◆ Problem details ◆
Give only the number of lines in the data that include the string "contains".

[Supplied records Boundary: Start]

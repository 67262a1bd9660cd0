//! Logging configuration for DeskRAG

use crate::Result;
use std::path::Path;
use tracing_subscriber::{
    fmt::{self, format::FmtSpan},
    layer::SubscriberExt,
    util::SubscriberInitExt,
    EnvFilter, Registry,
};

/// Initialize logging system with file output
pub fn init_logging() -> Result<()> {
    init_logging_with_config(None)
}

/// Initialize logging with configuration
pub fn init_logging_with_config(config: Option<&crate::config::AppConfig>) -> Result<()> {
    // Set up environment filter - use config if available, otherwise default
    let env_filter = if let Some(config) = config {
        EnvFilter::new(filter_directives(&config.logging.level))
    } else {
        // Fallback to environment variable or default
        EnvFilter::try_from_default_env()
            .unwrap_or_else(|_| EnvFilter::new("info,deskrag=debug"))
    };

    let level = config.map_or("info", |c| c.logging.level.as_str());
    init_with_filter(env_filter, level)
}

/// Initialize logging with custom log level
pub fn init_logging_with_level(level: &str) -> Result<()> {
    init_with_filter(EnvFilter::new(filter_directives(level)), level)
}

/// Filter directives for a given level: global plus crate-scoped
fn filter_directives(level: &str) -> String {
    format!("{level},deskrag={level}")
}

fn init_with_filter(env_filter: EnvFilter, level: &str) -> Result<()> {
    // Create logs directory if it doesn't exist
    let logs_dir = Path::new("logs");
    if !logs_dir.exists() {
        std::fs::create_dir_all(logs_dir)?;
    }

    // Set up file appender for all logs
    let file_appender = tracing_appender::rolling::daily("logs", "deskrag.log");
    let (non_blocking, _guard) = tracing_appender::non_blocking(file_appender);

    // Set up console appender with colors
    let console_layer = fmt::layer()
        .with_target(true)
        .with_file(true)
        .with_line_number(true)
        .with_span_events(FmtSpan::CLOSE)
        .with_writer(std::io::stderr);

    // Set up file layer
    let file_layer = fmt::layer()
        .with_target(true)
        .with_file(true)
        .with_line_number(true)
        .with_span_events(FmtSpan::CLOSE)
        .with_writer(non_blocking)
        .with_ansi(false); // No colors in file

    // Initialize the registry
    Registry::default()
        .with(env_filter)
        .with(console_layer)
        .with(file_layer)
        .init();

    tracing::info!(
        "Logging initialized with level: {} - console and file output enabled",
        level
    );
    tracing::info!("Log files will be saved to: logs/deskrag.log.YYYY-MM-DD");

    // Store the guard to prevent it from being dropped
    std::mem::forget(_guard);

    Ok(())
}
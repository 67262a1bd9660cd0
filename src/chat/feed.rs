//! Live push channel for chat messages
//!
//! The Postgres implementation rides LISTEN/NOTIFY: inserts into the message
//! tables fire a trigger that NOTIFYs a JSON payload on the configured
//! channel, and each subscription filters the stream down to its room.

use async_trait::async_trait;
use chrono::{DateTime, Utc};
use serde::Deserialize;
use sqlx::postgres::PgListener;
use tokio::sync::mpsc;
use tracing::debug;
use tracing::warn;
use uuid::Uuid;

use super::RoomId;
use crate::database::Database;
use crate::errors::DeskRagError;
use crate::models::{ChatMessage, Identity, MessageSource};
use crate::Result;

/// Connection-status report from the push channel
#[derive(Debug, Clone, Copy, PartialEq, Eq)]
pub enum SubscriptionStatus {
    Subscribed,
    ChannelError,
    TimedOut,
    Closed,
}

/// One event from a live subscription
#[derive(Debug, Clone)]
pub enum FeedEvent {
    Status(SubscriptionStatus),
    Message(ChatMessage),
}

/// An established subscription; dropping the receiver releases the feed
pub struct LiveSubscription {
    pub events: mpsc::Receiver<FeedEvent>,
}

/// Push-channel boundary, implementable by tests with an in-memory sender
#[async_trait]
pub trait LiveFeed: Send + Sync {
    /// Subscribe to insert events scoped to the room
    async fn subscribe(&self, room: &RoomId) -> Result<LiveSubscription>;
}

/// NOTIFY payload shape; group and direct rows share one wire form and are
/// normalized into the tagged message source here, at the boundary
#[derive(Debug, Deserialize)]
struct FeedPayload {
    id: Uuid,
    content: String,
    sender_id: String,
    sender_name: String,
    created_at: DateTime<Utc>,
    #[serde(default)]
    channel_id: Option<String>,
    #[serde(default)]
    recipient_id: Option<String>,
}

impl FeedPayload {
    fn normalize(self) -> Option<ChatMessage> {
        let source = match (self.channel_id, self.recipient_id) {
            (Some(channel_id), _) => MessageSource::Group { channel_id },
            (None, Some(recipient_id)) => MessageSource::Direct {
                sender_id: self.sender_id.clone(),
                recipient_id,
            },
            (None, None) => return None,
        };

        Some(ChatMessage {
            id: self.id,
            content: self.content,
            author: Identity {
                id: self.sender_id,
                name: self.sender_name,
            },
            created_at: self.created_at,
            source,
        })
    }
}

/// Live feed over Postgres LISTEN/NOTIFY
pub struct PgLiveFeed {
    database: Database,
    channel: String,
}

impl PgLiveFeed {
    pub fn new(database: Database, channel: impl Into<String>) -> Self {
        Self {
            database,
            channel: channel.into(),
        }
    }

    pub fn from_config(config: &crate::config::AppConfig, database: Database) -> Self {
        Self::new(database, config.chat.feed_channel.clone())
    }
}

#[async_trait]
impl LiveFeed for PgLiveFeed {
    async fn subscribe(&self, room: &RoomId) -> Result<LiveSubscription> {
        let mut listener = PgListener::connect_with(self.database.pool())
            .await
            .map_err(|e| DeskRagError::SubscriptionError(e.to_string()))?;
        listener
            .listen(&self.channel)
            .await
            .map_err(|e| DeskRagError::SubscriptionError(e.to_string()))?;

        let (tx, rx) = mpsc::channel(64);
        let room = room.clone();
        let channel = self.channel.clone();

        tokio::spawn(async move {
            debug!("Listening on {} for room {}", channel, room);
            if tx.send(FeedEvent::Status(SubscriptionStatus::Subscribed))
                .await
                .is_err()
            {
                return;
            }

            loop {
                match listener.recv().await {
                    Ok(notification) => {
                        let payload: FeedPayload =
                            match serde_json::from_str(notification.payload()) {
                                Ok(payload) => payload,
                                Err(e) => {
                                    warn!("Ignoring malformed feed payload: {}", e);
                                    continue;
                                }
                            };

                        let Some(message) = payload.normalize() else {
                            warn!("Feed payload without channel or recipient, ignoring");
                            continue;
                        };

                        // Client-side room filter; direct pairs match in
                        // both orientations
                        if !room.contains(&message.source) {
                            continue;
                        }

                        if tx.send(FeedEvent::Message(message)).await.is_err() {
                            // Subscriber released the feed
                            return;
                        }
                    }
                    Err(e) => {
                        warn!("Live feed receive failed for room {}: {}", room, e);
                        let _ = tx
                            .send(FeedEvent::Status(SubscriptionStatus::ChannelError))
                            .await;
                        return;
                    }
                }
            }
        });

        Ok(LiveSubscription { events: rx })
    }
}

#[cfg(test)]
mod tests {
    use super::*;

    #[test]
    fn test_payload_normalizes_group_shape() {
        let payload: FeedPayload = serde_json::from_str(
            r#"{
                "id": "1f5fbd8e-9b2a-4a8f-9f6c-3f9f0a4b7d11",
                "content": "hi",
                "sender_id": "user1",
                "sender_name": "User One",
                "created_at": "2026-02-01T10:00:00Z",
                "channel_id": "general"
            }"#,
        )
        .unwrap();

        let message = payload.normalize().unwrap();
        assert_eq!(
            message.source,
            MessageSource::Group {
                channel_id: "general".to_string()
            }
        );
        assert_eq!(message.author.name, "User One");
    }

    #[test]
    fn test_payload_normalizes_direct_shape() {
        let payload: FeedPayload = serde_json::from_str(
            r#"{
                "id": "1f5fbd8e-9b2a-4a8f-9f6c-3f9f0a4b7d12",
                "content": "hi",
                "sender_id": "user2",
                "sender_name": "User Two",
                "created_at": "2026-02-01T10:00:00Z",
                "recipient_id": "user1"
            }"#,
        )
        .unwrap();

        let message = payload.normalize().unwrap();
        assert!(RoomId::direct("user1", "user2").contains(&message.source));
    }

    #[test]
    fn test_payload_without_destination_is_dropped() {
        let payload: FeedPayload = serde_json::from_str(
            r#"{
                "id": "1f5fbd8e-9b2a-4a8f-9f6c-3f9f0a4b7d13",
                "content": "hi",
                "sender_id": "user2",
                "sender_name": "User Two",
                "created_at": "2026-02-01T10:00:00Z"
            }"#,
        )
        .unwrap();

        assert!(payload.normalize().is_none());
    }
}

[Supplied records Boundary: End]

◆ Expected answer ◆
2